The C29 CPU has a 9-stage pipeline, with discontinuity decision occurring in the Decode-2 (D2) phase of the pipeline. Therefore, three instructions following a discontinuity instruction are already in the pipeline (the Fetch-1, Fetch-2, and Decode-1 phases of pipeline). In addition to regular branch, call, or return instructions, the C29 ISA supports delayed branch, call, or return instructions (the corresponding instruction has a trailing D, for example CALLD, RETD). When these delayed discontinuity instructions are used, three instructions immediately following them are always executed, regardless of whether the discontinuity occurs or not (in the case of a conditional branch). The three instructions following a delayed discontinuity instruction are referred to as delay slots. The C29 Compiler, when using the delay slot version of these instructions, inserts appropriate instructions into delay slots, thus reducing the discontinuity overhead from three cycles to effectively zero cycles.
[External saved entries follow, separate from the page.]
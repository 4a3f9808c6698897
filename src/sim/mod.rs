//! Deterministic simulation module
//!
//! All gameplay logic lives here. This module must be pure and deterministic:
//! - Fixed timestep only
//! - Map state is copied on every load; the campaign is never mutated
//! - No rendering, audio or platform dependencies

pub mod control;
pub mod levels;
pub mod map;
pub mod physics;
pub mod state;
pub mod tick;
pub mod tile;

pub use control::{ControlState, Direction, keys};
pub use levels::{Campaign, LevelPack, MapDef, MapId, MapText};
pub use map::{SpawnPoint, TileMap};
pub use physics::{StepResult, TileEntry, step_ball};
pub use state::{Ball, Countdown, GameEvent, GameState, Phase, Snapshot};
pub use tick::{cell_clicked, key_down, key_up, tick};
pub use tile::Tile;
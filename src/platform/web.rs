//! Browser binding
//!
//! The bead-grid engine lives in JavaScript. Each exported callback runs the
//! session against a `RecordingHost` and returns the recorded host calls as
//! JSON for the page to replay.

use wasm_bindgen::prelude::*;

use super::{HostCall, RecordingHost};
use crate::session::GameSession;
use crate::settings::Settings;
use crate::sim::Campaign;

fn js_err(e: impl std::fmt::Display) -> JsValue {
    JsValue::from_str(&e.to_string())
}

#[wasm_bindgen]
pub struct WasmGame {
    session: GameSession<RecordingHost>,
}

#[wasm_bindgen]
impl WasmGame {
    /// Create a game on the built-in campaign, or on a JSON level pack
    #[wasm_bindgen(constructor)]
    pub fn new(settings_json: Option<String>, level_pack_json: Option<String>) -> Result<WasmGame, JsValue> {
        let settings = match settings_json {
            Some(json) => Settings::from_json(&json).map_err(js_err)?,
            None => Settings::default(),
        };
        let campaign = match level_pack_json {
            Some(json) => Campaign::from_json(&json).map_err(js_err)?,
            None => Campaign::builtin().map_err(js_err)?,
        };
        let session = GameSession::new(campaign, &settings, RecordingHost::new()).map_err(js_err)?;
        Ok(Self { session })
    }

    pub fn init(&mut self) -> Result<String, JsValue> {
        self.session.on_init();
        self.drain()
    }

    pub fn tick(&mut self) -> Result<String, JsValue> {
        self.session.on_tick();
        self.drain()
    }

    pub fn touch(&mut self, x: i32, y: i32) -> Result<String, JsValue> {
        self.session.on_cell_clicked(x, y);
        self.drain()
    }

    #[wasm_bindgen(js_name = keyDown)]
    pub fn key_down(&mut self, code: u32) {
        self.session.on_key_down(code);
    }

    #[wasm_bindgen(js_name = keyUp)]
    pub fn key_up(&mut self, code: u32) {
        self.session.on_key_up(code);
    }

    /// Current snapshot as JSON (debug overlay)
    pub fn snapshot(&self) -> Result<String, JsValue> {
        serde_json::to_string(&self.session.snapshot()).map_err(js_err)
    }
}

impl WasmGame {
    fn drain(&mut self) -> Result<String, JsValue> {
        let calls: Vec<HostCall> = self.session.host_mut().take_calls();
        serde_json::to_string(&calls).map_err(js_err)
    }
}

/// Module entry: install the panic hook and console logger
#[wasm_bindgen(start)]
pub fn start() {
    console_error_panic_hook::set_once();
    // A second init (hot reload) keeps the existing logger
    let _ = console_log::init_with_level(log::Level::Info);
    log::info!("Tilt Maze loaded");
}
Two examples illustrating the use of this by a compiler are shown below.
@CALLD funcA ; Call funcA
||LD.32 A4,@pointer1 ; Load A4 with pointer1 value from memory
LD.32 A5,@pointer2 ; Load A5 with pointer2 value from memory
||SUB.U16 A6,SP,#34 ; A6 points to value on stack offset -34
MV A7,#ArrayB ; Load A7 with address of ArrayB
||LD.32 D0,@variable1 ; Load D0 with Variable1 from memory
LD.32 D1,@variable2 ; Load D1 with Variable2 from memory
; Total Cycles = 4
funcA: ADD.U16 SP,SP,#24 ; Allocate local stack space
ST.64 *(SP-#24),XM2 ; Save XM2, XM4, XM6 registers on stack
ST.64 *(SP-#16),XM4
ST.64 *(SP-#8),XM6
... user code...
RETD *(SP-#32) ; packet 1:Return and restore RPC from stack
||MV M0,M3 ; Place return value in register M0
LD.64 XM6,*(SP-#8) ; packet 2:Restore XM6 from stack
LD.64 XM4,*(SP-#16) ; packet 3:Restore XM4 from stack
LD.64 XM2,*(SP-#24) ; packet 4:Restore XM2 from stack
||SUB.U16 SP,SP,#32 ; Deallocate local + return stack space
; Total Cycles = 4
The above examples are models of how the C29 compiler uses delay slots. In practice, delay slots are used for more than just function argument passing and register restoration and stack deallocation. Delay slots often contain instructions for implementing the actual functionality of user code.